1739 : La capitale iranienne est déplacée d’Ispahan à Machhad. La même année, Nadir Chah remporte une victoire contre l’armée moghole, pénètre à Delhi et annexe tous les territoires à l’ouest de l’Indus. Ensuite, il envahit le Turkestan et le Khwarezm, mais échoue dans sa campagne de 1741 au Daghestan.

1746 : Nouvelle paix entre les Ottomans et les Safavides, marquée par le retour aux frontières de 1639.

La fin des Safavides

Deuxième quart du XVIIIème siècle : À Ispahan, une nouvelle école poétique émerge, marquée par un retour aux formes littéraires traditionnelles, avec des figures telles que Muchtâk. À Chiraz, c’est Chu’la (mort en 1747) qui représente cette tendance. En 1766 disparaît Ali Hazîn, l’auteur du Tadkhirat al-Ahwâl, une description de l’Iran au début du XVIIIème siècle.

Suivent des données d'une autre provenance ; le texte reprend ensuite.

//! Target warehouse (PostgreSQL) writer.
//!
//! The orchestrator treats the target as a caller-supplied [`TargetWriter`];
//! this module is the caller's half: a tokio-postgres connection with a
//! prepared-statement cache, so each descriptor's load statement is prepared
//! once and executed per row.

use std::collections::HashMap;

use async_trait::async_trait;
use bytes::BytesMut;
use tokio_postgres::types::{to_sql_checked, IsNull, ToSql, Type};
use tokio_postgres::{Client, NoTls, Statement};
use tracing::{info, warn};

use crate::config::TargetConfig;
use crate::core::{TargetWriter, Value};
use crate::error::{EtlError, Result};

/// A caller-owned warehouse connection.
pub struct PgWarehouse {
    client: Client,
    statements: HashMap<String, Statement>,
}

impl PgWarehouse {
    /// Open a warehouse connection.
    ///
    /// The caller owns the handle for the whole run; the orchestrator never
    /// opens or closes it. Dropping the handle releases the connection.
    pub async fn connect(config: &TargetConfig) -> Result<Self> {
        let (client, connection) = tokio_postgres::connect(&config.connection_string(), NoTls)
            .await
            .map_err(|e| EtlError::connection("postgres", e))?;

        tokio::spawn(async move {
            if let Err(e) = connection.await {
                warn!("Warehouse connection task ended with error: {}", e);
            }
        });

        info!(
            "Connected to warehouse: {}:{}/{}",
            config.host, config.port, config.database
        );

        Ok(Self {
            client,
            statements: HashMap::new(),
        })
    }

    async fn prepared(&mut self, statement: &str) -> Result<Statement> {
        if let Some(prepared) = self.statements.get(statement) {
            return Ok(prepared.clone());
        }

        let prepared = self
            .client
            .prepare(statement)
            .await
            .map_err(|e| EtlError::load(e))?;
        self.statements
            .insert(statement.to_string(), prepared.clone());
        Ok(prepared)
    }
}

#[async_trait]
impl TargetWriter for PgWarehouse {
    async fn execute(&mut self, statement: &str, row: &[Value]) -> Result<u64> {
        let prepared = self.prepared(statement).await?;

        let params: Vec<&(dyn ToSql + Sync)> =
            row.iter().map(|v| v as &(dyn ToSql + Sync)).collect();

        self.client
            .execute(&prepared, &params)
            .await
            .map_err(|e| EtlError::load(e))
    }
}

impl ToSql for Value {
    fn to_sql(
        &self,
        ty: &Type,
        out: &mut BytesMut,
    ) -> std::result::Result<IsNull, Box<dyn std::error::Error + Sync + Send>> {
        match self {
            Value::Null => Ok(IsNull::Yes),
            Value::Bool(v) => v.to_sql(ty, out),
            Value::I16(v) => v.to_sql(ty, out),
            Value::I32(v) => v.to_sql(ty, out),
            Value::I64(v) => v.to_sql(ty, out),
            Value::F32(v) => v.to_sql(ty, out),
            Value::F64(v) => v.to_sql(ty, out),
            Value::Text(v) => v.to_sql(ty, out),
            Value::Bytes(v) => v.to_sql(ty, out),
            Value::Uuid(v) => v.to_sql(ty, out),
            Value::Decimal(v) => v.to_sql(ty, out),
            Value::DateTime(v) => v.to_sql(ty, out),
            Value::Date(v) => v.to_sql(ty, out),
            Value::Time(v) => v.to_sql(ty, out),
        }
    }

    // The column type is driven by the load statement, not by the value;
    // a genuine mismatch surfaces as a driver-level load error.
    fn accepts(_ty: &Type) -> bool {
        true
    }

    to_sql_checked!();
}
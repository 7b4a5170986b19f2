//! HTTP client for the WiGLE file API.
//!
//! Two endpoints are covered: the paginated upload-transaction listing
//! (JSON, short timeout) and per-transaction CSV downloads (streamed to
//! disk, long timeout).

mod client;
mod constants;
mod error;
mod types;

pub use client::WigleClient;
pub use constants::{
    CONNECT_TIMEOUT_SECS, DEFAULT_BASE_URL, DOWNLOAD_TIMEOUT_SECS, LISTING_TIMEOUT_SECS,
};
pub use error::ApiError;
pub use types::{Transaction, TransactionPage};
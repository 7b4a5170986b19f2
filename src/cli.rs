//! CLI argument definitions using clap derive macros.

use std::path::PathBuf;

use clap::Parser;

/// Back up your WiGLE wardriving uploads as CSV files.
///
/// Walks the authenticated upload-transaction listing and downloads every
/// CSV export that is not already present in the output directory, so
/// re-running only fetches what is missing.
#[derive(Parser, Debug)]
#[command(name = "wigle-vault")]
#[command(author, version, about)]
pub struct Args {
    /// WiGLE API token: the "Encoded for use" value from
    /// https://wigle.net/account. Prompted for when omitted on a terminal.
    pub token: Option<String>,

    /// Directory to save CSV files into
    #[arg(default_value = "vault")]
    pub output_dir: PathBuf,

    /// Increase output verbosity (-v for debug, -vv for trace)
    #[arg(short, long, action = clap::ArgAction::Count)]
    pub verbose: u8,

    /// Suppress non-error output
    #[arg(short, long)]
    pub quiet: bool,

    /// Exit non-zero when any individual download failed
    #[arg(long)]
    pub strict: bool,
}
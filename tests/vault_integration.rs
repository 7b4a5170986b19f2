//! Integration tests for the backup run loop against a mock WiGLE API.
//!
//! Each test stands up a wiremock server, points a client at it via
//! `with_base_url`, and runs the full pagination-and-download loop into a
//! temp directory.

use std::time::Duration;

use serde_json::json;
use tempfile::TempDir;
use wiremock::matchers::{method, path, path_regex, query_param};
use wiremock::{Mock, MockServer, ResponseTemplate};

use wigle_vault::{ApiError, VaultConfig, WigleClient, run_backup};

const TOKEN: &str = "QUlEdGVzdDp0b2tlbg==";
const CSV_BODY: &[u8] = b"ssid,lat,lon\nhome,1,2\n";

fn test_config() -> VaultConfig {
    VaultConfig {
        page_size: 100,
        throttle: Duration::ZERO,
    }
}

fn client_for(server: &MockServer) -> WigleClient {
    WigleClient::with_base_url(TOKEN, server.uri()).expect("valid token")
}

fn listing_body(ids: &[String]) -> serde_json::Value {
    json!({
        "success": true,
        "results": ids.iter().map(|id| json!({ "transid": id })).collect::<Vec<_>>(),
    })
}

/// Mounts a listing page mock for the given zero-based page index.
async fn mount_listing_page(server: &MockServer, page: usize, page_size: usize, ids: &[String]) {
    Mock::given(method("GET"))
        .and(path("/api/v2/file/transactions"))
        .and(query_param("pagestart", (page * page_size).to_string()))
        .and(query_param("pageend", ((page + 1) * page_size).to_string()))
        .respond_with(ResponseTemplate::new(200).set_body_json(listing_body(ids)))
        .expect(1)
        .mount(server)
        .await;
}

/// Mounts a catch-all CSV download mock returning `CSV_BODY`.
async fn mount_csv_downloads(server: &MockServer) {
    Mock::given(method("GET"))
        .and(path_regex("^/api/v2/file/csv/.+$"))
        .respond_with(ResponseTemplate::new(200).set_body_bytes(CSV_BODY))
        .mount(server)
        .await;
}

fn ids(range: std::ops::Range<usize>) -> Vec<String> {
    range.map(|n| format!("tx{n:05}")).collect()
}

#[tokio::test]
async fn test_single_short_page_downloads_everything() {
    let server = MockServer::start().await;
    let out = TempDir::new().unwrap();

    mount_listing_page(&server, 0, 100, &ids(0..3)).await;
    mount_csv_downloads(&server).await;

    let stats = run_backup(&client_for(&server), out.path(), &test_config())
        .await
        .unwrap();

    assert_eq!(stats.found(), 3);
    assert_eq!(stats.downloaded(), 3);
    assert_eq!(stats.skipped(), 0);
    assert_eq!(stats.failed(), 0);
    assert_eq!(stats.total_bytes(), 3 * CSV_BODY.len() as u64);

    for id in ids(0..3) {
        let file = out.path().join(format!("{id}.csv"));
        assert_eq!(std::fs::read(&file).unwrap(), CSV_BODY);
    }
}

#[tokio::test]
async fn test_pagination_250_transactions_takes_three_requests() {
    let server = MockServer::start().await;
    let out = TempDir::new().unwrap();

    // 250 transactions at page size 100: two full pages, then a short page
    // of 50 that must end the loop with no 4th request. Any request for
    // pagestart=300 would match no mock, fail the listing, and error the run.
    mount_listing_page(&server, 0, 100, &ids(0..100)).await;
    mount_listing_page(&server, 1, 100, &ids(100..200)).await;
    mount_listing_page(&server, 2, 100, &ids(200..250)).await;
    mount_csv_downloads(&server).await;

    let stats = run_backup(&client_for(&server), out.path(), &test_config())
        .await
        .unwrap();

    assert_eq!(stats.found(), 250);
    assert_eq!(stats.downloaded(), 250);
    assert_eq!(stats.failed(), 0);
    assert_eq!(std::fs::read_dir(out.path()).unwrap().count(), 250);
}

#[tokio::test]
async fn test_exact_boundary_issues_one_final_empty_request() {
    let server = MockServer::start().await;
    let out = TempDir::new().unwrap();

    // 200 transactions land exactly on the page boundary: both pages are
    // full, so the loop cannot tell the listing is done until a third
    // request comes back empty.
    mount_listing_page(&server, 0, 100, &ids(0..100)).await;
    mount_listing_page(&server, 1, 100, &ids(100..200)).await;
    mount_listing_page(&server, 2, 100, &[]).await;
    mount_csv_downloads(&server).await;

    let stats = run_backup(&client_for(&server), out.path(), &test_config())
        .await
        .unwrap();

    assert_eq!(stats.found(), 200);
    assert_eq!(stats.downloaded(), 200);
}

#[tokio::test]
async fn test_rerun_is_idempotent() {
    let server = MockServer::start().await;
    let out = TempDir::new().unwrap();

    Mock::given(method("GET"))
        .and(path("/api/v2/file/transactions"))
        .respond_with(ResponseTemplate::new(200).set_body_json(listing_body(&ids(0..3))))
        .expect(2)
        .mount(&server)
        .await;

    // Only the first run may download; the second must skip everything.
    Mock::given(method("GET"))
        .and(path_regex("^/api/v2/file/csv/.+$"))
        .respond_with(ResponseTemplate::new(200).set_body_bytes(CSV_BODY))
        .expect(3)
        .mount(&server)
        .await;

    let client = client_for(&server);
    let first = run_backup(&client, out.path(), &test_config()).await.unwrap();
    let second = run_backup(&client, out.path(), &test_config()).await.unwrap();

    assert_eq!(first.downloaded(), 3);
    assert_eq!(first.skipped(), 0);

    assert_eq!(second.downloaded(), 0);
    assert_eq!(second.skipped(), first.downloaded());
    assert_eq!(second.total_bytes(), first.total_bytes());

    let mut names: Vec<_> = std::fs::read_dir(out.path())
        .unwrap()
        .map(|e| e.unwrap().file_name())
        .collect();
    names.sort();
    assert_eq!(names.len(), 3);
}

#[tokio::test]
async fn test_existing_file_skipped_with_its_size_counted() {
    let server = MockServer::start().await;
    let out = TempDir::new().unwrap();

    // T1 is already on disk with 500 bytes; only T2 may be fetched.
    std::fs::write(out.path().join("T1.csv"), vec![b'x'; 500]).unwrap();

    Mock::given(method("GET"))
        .and(path("/api/v2/file/transactions"))
        .respond_with(ResponseTemplate::new(200).set_body_json(json!({
            "success": true,
            "results": [{"transid": "T1"}, {"transid": "T2"}],
        })))
        .mount(&server)
        .await;

    Mock::given(method("GET"))
        .and(path("/api/v2/file/csv/T1"))
        .respond_with(ResponseTemplate::new(200).set_body_bytes(CSV_BODY))
        .expect(0)
        .mount(&server)
        .await;

    Mock::given(method("GET"))
        .and(path("/api/v2/file/csv/T2"))
        .respond_with(ResponseTemplate::new(200).set_body_bytes(CSV_BODY))
        .expect(1)
        .mount(&server)
        .await;

    let stats = run_backup(&client_for(&server), out.path(), &test_config())
        .await
        .unwrap();

    assert_eq!(stats.found(), 2);
    assert_eq!(stats.skipped(), 1);
    assert_eq!(stats.downloaded(), 1);
    assert_eq!(stats.total_bytes(), 500 + CSV_BODY.len() as u64);

    // The pre-existing file is left untouched.
    assert_eq!(std::fs::metadata(out.path().join("T1.csv")).unwrap().len(), 500);
}

#[tokio::test]
async fn test_single_download_failure_does_not_abort_run() {
    let server = MockServer::start().await;
    let out = TempDir::new().unwrap();

    Mock::given(method("GET"))
        .and(path("/api/v2/file/transactions"))
        .respond_with(ResponseTemplate::new(200).set_body_json(json!({
            "success": true,
            "results": [{"transid": "a"}, {"transid": "b"}, {"transid": "c"}],
        })))
        .mount(&server)
        .await;

    Mock::given(method("GET"))
        .and(path("/api/v2/file/csv/b"))
        .respond_with(ResponseTemplate::new(500))
        .mount(&server)
        .await;

    Mock::given(method("GET"))
        .and(path_regex("^/api/v2/file/csv/[ac]$"))
        .respond_with(ResponseTemplate::new(200).set_body_bytes(CSV_BODY))
        .mount(&server)
        .await;

    let stats = run_backup(&client_for(&server), out.path(), &test_config())
        .await
        .unwrap();

    assert_eq!(stats.downloaded(), 2);
    assert_eq!(stats.failed(), 1);
    assert!(out.path().join("a.csv").exists());
    assert!(!out.path().join("b.csv").exists());
    assert!(out.path().join("c.csv").exists());
}

#[tokio::test]
async fn test_listing_auth_failure_aborts_with_nothing_downloaded() {
    let server = MockServer::start().await;
    let out = TempDir::new().unwrap();

    Mock::given(method("GET"))
        .and(path("/api/v2/file/transactions"))
        .respond_with(ResponseTemplate::new(401))
        .mount(&server)
        .await;

    let result = run_backup(&client_for(&server), out.path(), &test_config()).await;

    match result {
        Err(ApiError::AuthRequired { status: 401 }) => {}
        other => panic!("Expected AuthRequired 401, got: {other:?}"),
    }
    assert_eq!(std::fs::read_dir(out.path()).unwrap().count(), 0);
}

#[tokio::test]
async fn test_listing_server_error_aborts_run() {
    let server = MockServer::start().await;
    let out = TempDir::new().unwrap();

    Mock::given(method("GET"))
        .and(path("/api/v2/file/transactions"))
        .respond_with(ResponseTemplate::new(503))
        .mount(&server)
        .await;

    let result = run_backup(&client_for(&server), out.path(), &test_config()).await;
    assert!(matches!(result, Err(ApiError::HttpStatus { status: 503, .. })));
}

#[tokio::test]
async fn test_records_without_usable_id_are_ignored() {
    let server = MockServer::start().await;
    let out = TempDir::new().unwrap();

    Mock::given(method("GET"))
        .and(path("/api/v2/file/transactions"))
        .respond_with(ResponseTemplate::new(200).set_body_json(json!({
            "success": true,
            "results": [{"transid": "ok"}, {"transid": ""}, {"fileName": "orphan.csv"}],
        })))
        .mount(&server)
        .await;

    mount_csv_downloads(&server).await;

    let stats = run_backup(&client_for(&server), out.path(), &test_config())
        .await
        .unwrap();

    // Only the record with a non-empty id is counted or fetched.
    assert_eq!(stats.found(), 1);
    assert_eq!(stats.downloaded(), 1);
    assert_eq!(std::fs::read_dir(out.path()).unwrap().count(), 1);
}

#[tokio::test]
async fn test_empty_account_completes_with_zero_stats() {
    let server = MockServer::start().await;
    let out = TempDir::new().unwrap();

    mount_listing_page(&server, 0, 100, &[]).await;

    let stats = run_backup(&client_for(&server), out.path(), &test_config())
        .await
        .unwrap();

    assert_eq!(stats.found(), 0);
    assert_eq!(stats.downloaded(), 0);
    assert_eq!(stats.total_bytes(), 0);
}
//! Console output for the backup run: summary report and exit-code logic.

use std::path::Path;

use indicatif::HumanBytes;
use wigle_vault::VaultStats;

/// Process exit outcome of a completed backup run.
#[derive(Debug, Clone, Copy, PartialEq, Eq)]
pub enum ProcessExit {
    /// Everything requested was downloaded or skipped.
    Success,
    /// The run completed but some downloads failed (strict mode only).
    Partial,
}

impl ProcessExit {
    /// Returns the process exit code for this outcome.
    pub fn code(self) -> u8 {
        match self {
            Self::Success => 0,
            Self::Partial => 3,
        }
    }
}

/// Maps the run's failure count to a process exit outcome.
///
/// Per-file failures only affect the exit code in strict mode; the default
/// matches the remedy for a failed file, which is simply re-running.
pub fn determine_exit_outcome(failed: u64, strict: bool) -> ProcessExit {
    if strict && failed > 0 {
        ProcessExit::Partial
    } else {
        ProcessExit::Success
    }
}

/// Prints the end-of-run summary report to stdout.
pub fn print_summary(stats: &VaultStats, output_dir: &Path) {
    println!("Backup complete");
    println!("  uploads found:      {}", stats.found());
    println!("  downloaded:         {}", stats.downloaded());
    println!("  skipped (existing): {}", stats.skipped());
    if stats.failed() > 0 {
        println!("  failed:             {}", stats.failed());
    }
    println!(
        "  total data:         {} ({} bytes)",
        HumanBytes(stats.total_bytes()),
        stats.total_bytes()
    );
    println!("  saved to:           {}", output_dir.display());
}
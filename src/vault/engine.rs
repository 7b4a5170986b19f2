//! The backup run loop: pagination, per-file skip decisions, aggregation.
//!
//! This is the control center of the tool. The loop walks the transaction
//! listing one page at a time and drains every page into the per-file
//! fetch path before requesting the next. Listing failures abort the run;
//! per-file failures are counted and the run continues.

use std::path::Path;
use std::time::Duration;

use tracing::{debug, info, instrument, warn};

use crate::api::{ApiError, WigleClient};

use super::stats::VaultStats;

/// Default number of transactions requested per listing page.
pub const DEFAULT_PAGE_SIZE: usize = 100;

/// Default pause after each successful download (politeness toward the API).
pub const DEFAULT_THROTTLE: Duration = Duration::from_millis(500);

/// Tuning knobs for a backup run.
///
/// The defaults match production use; tests shrink the page size and zero
/// the throttle.
#[derive(Debug, Clone)]
pub struct VaultConfig {
    /// Transactions requested per listing page.
    pub page_size: usize,
    /// Fixed pause applied after each successful download.
    pub throttle: Duration,
}

impl Default for VaultConfig {
    fn default() -> Self {
        Self {
            page_size: DEFAULT_PAGE_SIZE,
            throttle: DEFAULT_THROTTLE,
        }
    }
}

/// Runs a full backup: walks every listing page and downloads each
/// transaction's CSV export into `output_dir`.
///
/// Files already present are left untouched and counted as skipped, which
/// makes re-running safe: an interrupted run resumes at the first missing
/// file. Transactions without a usable identifier are ignored entirely.
///
/// Termination: an empty page ends the walk, and so does a short page
/// (fewer results than `config.page_size`) without issuing another
/// request. When the listing size lands exactly on a page boundary, the
/// loop issues one further request and observes the empty page.
///
/// # Errors
///
/// Returns an error only for listing-level failures (fetch or parse of a
/// page, including an [`ApiError::AuthRequired`] token rejection).
/// Individual download failures are counted in the returned stats and
/// never abort the run.
#[instrument(skip(client, config), fields(output_dir = %output_dir.display()))]
pub async fn run_backup(
    client: &WigleClient,
    output_dir: &Path,
    config: &VaultConfig,
) -> Result<VaultStats, ApiError> {
    let mut stats = VaultStats::new();
    let mut page = 0usize;

    loop {
        info!(page = page + 1, "fetching transaction page");
        let transactions = client.list_transactions(page, config.page_size).await?;

        if transactions.is_empty() {
            debug!(page = page + 1, "empty page, listing exhausted");
            break;
        }

        debug!(count = transactions.len(), "processing page");
        for transaction in &transactions {
            let Some(id) = transaction.id() else {
                continue; // unusable record, not counted as attempted
            };
            stats.record_found();
            process_transaction(client, id, output_dir, config, &mut stats).await;
        }

        // A short page is the final page; a full page may be, so one more
        // request is needed to observe the empty page after an exact
        // boundary.
        if transactions.len() < config.page_size {
            debug!(results = transactions.len(), "short page, listing exhausted");
            break;
        }
        page += 1;
    }

    info!(
        found = stats.found(),
        downloaded = stats.downloaded(),
        skipped = stats.skipped(),
        failed = stats.failed(),
        total_bytes = stats.total_bytes(),
        "backup run complete"
    );

    Ok(stats)
}

/// Fetches one transaction's export unless it is already on disk.
async fn process_transaction(
    client: &WigleClient,
    id: &str,
    output_dir: &Path,
    config: &VaultConfig,
    stats: &mut VaultStats,
) {
    let dest = output_dir.join(format!("{id}.csv"));

    // Existence is the skip signal; this is what makes re-runs idempotent.
    if let Ok(meta) = tokio::fs::metadata(&dest).await {
        debug!(file = %dest.display(), bytes = meta.len(), "already present, skipping");
        stats.record_skipped(meta.len());
        return;
    }

    match client.download_csv(id, &dest).await {
        Ok(bytes) => {
            info!(file = %dest.display(), bytes, "downloaded");
            stats.record_downloaded(bytes);
            if !config.throttle.is_zero() {
                tokio::time::sleep(config.throttle).await;
            }
        }
        Err(error) => {
            warn!(transid = id, error = %error, "download failed, continuing");
            stats.record_failed();
        }
    }
}

#[cfg(test)]
mod tests {
    use super::*;

    #[test]
    fn test_config_defaults() {
        let config = VaultConfig::default();
        assert_eq!(config.page_size, 100);
        assert_eq!(config.throttle, Duration::from_millis(500));
    }

    #[test]
    fn test_default_constants() {
        assert_eq!(DEFAULT_PAGE_SIZE, 100);
        assert_eq!(DEFAULT_THROTTLE, Duration::from_millis(500));
    }
}
//! Shared User-Agent string for WiGLE API traffic.

/// Default User-Agent for all API requests (identifies the tool and version).
#[must_use]
pub(crate) fn api_user_agent() -> String {
    let version = env!("CARGO_PKG_VERSION");
    format!("wigle-vault/{version}")
}
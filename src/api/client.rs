//! HTTP client for the WiGLE file API.
//!
//! One [`WigleClient`] serves both endpoints this tool needs: the paginated
//! transaction listing (JSON) and per-transaction CSV downloads (streamed
//! to disk). The two calls carry divergent timeout and content-negotiation
//! policy; see [`constants`](super::constants).

use std::path::Path;
use std::time::Duration;

use futures_util::StreamExt;
use reqwest::header::{ACCEPT, AUTHORIZATION, HeaderValue};
use reqwest::{Client, StatusCode};
use tokio::fs::File;
use tokio::io::{AsyncWriteExt, BufWriter};
use tracing::{debug, instrument};

use super::constants::{
    CONNECT_TIMEOUT_SECS, DEFAULT_BASE_URL, DOWNLOAD_TIMEOUT_SECS, LISTING_TIMEOUT_SECS,
};
use super::error::ApiError;
use super::types::{Transaction, TransactionPage};
use crate::user_agent;

/// Accept header for CSV downloads (raw file content, not structured data).
const CSV_ACCEPT: &str = "text/csv, text/plain, */*";

/// Authenticated client for the WiGLE file API.
///
/// Designed to be created once per run and reused for every request, taking
/// advantage of connection pooling. The credential is the "Encoded for use"
/// token from the WiGLE account page, sent as `Authorization: Basic <token>`
/// on every call.
#[derive(Debug, Clone)]
pub struct WigleClient {
    client: Client,
    base_url: String,
    auth: HeaderValue,
}

impl WigleClient {
    /// Creates a client against the production WiGLE API.
    ///
    /// # Errors
    ///
    /// Returns [`ApiError::InvalidToken`] if the token contains characters
    /// that cannot appear in an HTTP header.
    pub fn new(token: &str) -> Result<Self, ApiError> {
        Self::build(token, DEFAULT_BASE_URL.to_string())
    }

    /// Creates a client with a custom base URL (for testing with wiremock).
    ///
    /// # Errors
    ///
    /// Returns [`ApiError::InvalidToken`] if the token contains characters
    /// that cannot appear in an HTTP header.
    pub fn with_base_url(token: &str, base_url: impl Into<String>) -> Result<Self, ApiError> {
        Self::build(token, base_url.into())
    }

    #[allow(clippy::expect_used)]
    fn build(token: &str, base_url: String) -> Result<Self, ApiError> {
        let mut auth = HeaderValue::from_str(&format!("Basic {token}"))
            .map_err(|_| ApiError::InvalidToken)?;
        auth.set_sensitive(true);

        let client = Client::builder()
            .connect_timeout(Duration::from_secs(CONNECT_TIMEOUT_SECS))
            .gzip(true)
            .user_agent(user_agent::api_user_agent())
            .build()
            .expect("failed to build HTTP client with static configuration");

        Ok(Self {
            client,
            base_url,
            auth,
        })
    }

    /// Fetches one page of the upload-transaction listing.
    ///
    /// Pages are addressed by zero-based index; the server sees the
    /// half-open offset window `[page * page_size, (page + 1) * page_size)`
    /// as the `pagestart`/`pageend` query parameters.
    ///
    /// # Errors
    ///
    /// Returns `ApiError` on any transport failure, timeout, non-2xx status
    /// or malformed response body. 401/403 surface as
    /// [`ApiError::AuthRequired`] so callers can give token guidance.
    #[instrument(skip(self))]
    pub async fn list_transactions(
        &self,
        page: usize,
        page_size: usize,
    ) -> Result<Vec<Transaction>, ApiError> {
        let url = format!("{}/api/v2/file/transactions", self.base_url);

        let response = self
            .client
            .get(&url)
            .query(&[
                ("pagestart", page * page_size),
                ("pageend", (page + 1) * page_size),
            ])
            .header(AUTHORIZATION, self.auth.clone())
            .header(ACCEPT, "application/json")
            .timeout(Duration::from_secs(LISTING_TIMEOUT_SECS))
            .send()
            .await
            .map_err(|e| classify_send_error(&url, e))?;

        let status = response.status();
        if !status.is_success() {
            return Err(status_error(&url, status));
        }

        let body: TransactionPage = response.json().await.map_err(|e| ApiError::decode(&url, e))?;

        debug!(page, results = body.results.len(), "listing page fetched");
        Ok(body.results)
    }

    /// Downloads one transaction's CSV export, streaming the body to `dest`.
    ///
    /// The body is consumed chunk by chunk through a buffered writer rather
    /// than buffered wholesale, bounding peak memory for large exports.
    /// Returns the number of bytes written. When streaming or writing fails
    /// after the file was created, the partial file is removed so a later
    /// run does not mistake it for a complete backup.
    ///
    /// # Errors
    ///
    /// Returns `ApiError` on any transport failure, timeout, non-2xx status
    /// or filesystem error.
    #[instrument(skip(self, dest), fields(dest = %dest.display()))]
    pub async fn download_csv(&self, transid: &str, dest: &Path) -> Result<u64, ApiError> {
        let url = format!("{}/api/v2/file/csv/{transid}", self.base_url);

        let response = self
            .client
            .get(&url)
            .header(AUTHORIZATION, self.auth.clone())
            .header(ACCEPT, CSV_ACCEPT)
            .timeout(Duration::from_secs(DOWNLOAD_TIMEOUT_SECS))
            .send()
            .await
            .map_err(|e| classify_send_error(&url, e))?;

        let status = response.status();
        if !status.is_success() {
            return Err(status_error(&url, status));
        }

        let file = File::create(dest)
            .await
            .map_err(|e| ApiError::io(dest, e))?;

        let result = stream_to_file(file, response, &url, dest).await;
        if result.is_err() {
            debug!(path = %dest.display(), "cleaning up partial file after error");
            let _ = tokio::fs::remove_file(dest).await;
        }
        result
    }
}

/// Streams the response body to `file`, returning bytes written.
///
/// Extracted so the caller can clean up the partial file on error.
async fn stream_to_file(
    file: File,
    response: reqwest::Response,
    url: &str,
    dest: &Path,
) -> Result<u64, ApiError> {
    let mut writer = BufWriter::new(file);
    let mut stream = response.bytes_stream();
    let mut bytes_written: u64 = 0;

    while let Some(chunk_result) = stream.next().await {
        let chunk = chunk_result.map_err(|e| classify_send_error(url, e))?;

        writer
            .write_all(&chunk)
            .await
            .map_err(|e| ApiError::io(dest, e))?;

        bytes_written += chunk.len() as u64;
    }

    // Ensure all data is flushed to disk
    writer.flush().await.map_err(|e| ApiError::io(dest, e))?;

    Ok(bytes_written)
}

fn classify_send_error(url: &str, error: reqwest::Error) -> ApiError {
    if error.is_timeout() {
        ApiError::timeout(url)
    } else {
        ApiError::network(url, error)
    }
}

fn status_error(url: &str, status: StatusCode) -> ApiError {
    match status {
        StatusCode::UNAUTHORIZED | StatusCode::FORBIDDEN => ApiError::auth_required(status.as_u16()),
        _ => ApiError::http_status(url, status.as_u16()),
    }
}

1747 : Après l’assassinat de Nadir Chah par des officiers, le pays sombre dans l’anarchie et la guerre civile. Les Zand prennent le contrôle de la partie sud du pays. Les Afghans Abdâli proclament Ahmed Durani souverain d’Afghanistan, avec Kandahar comme capitale, et étendent leur autorité sur Ghazni, Kaboul et Peshawar.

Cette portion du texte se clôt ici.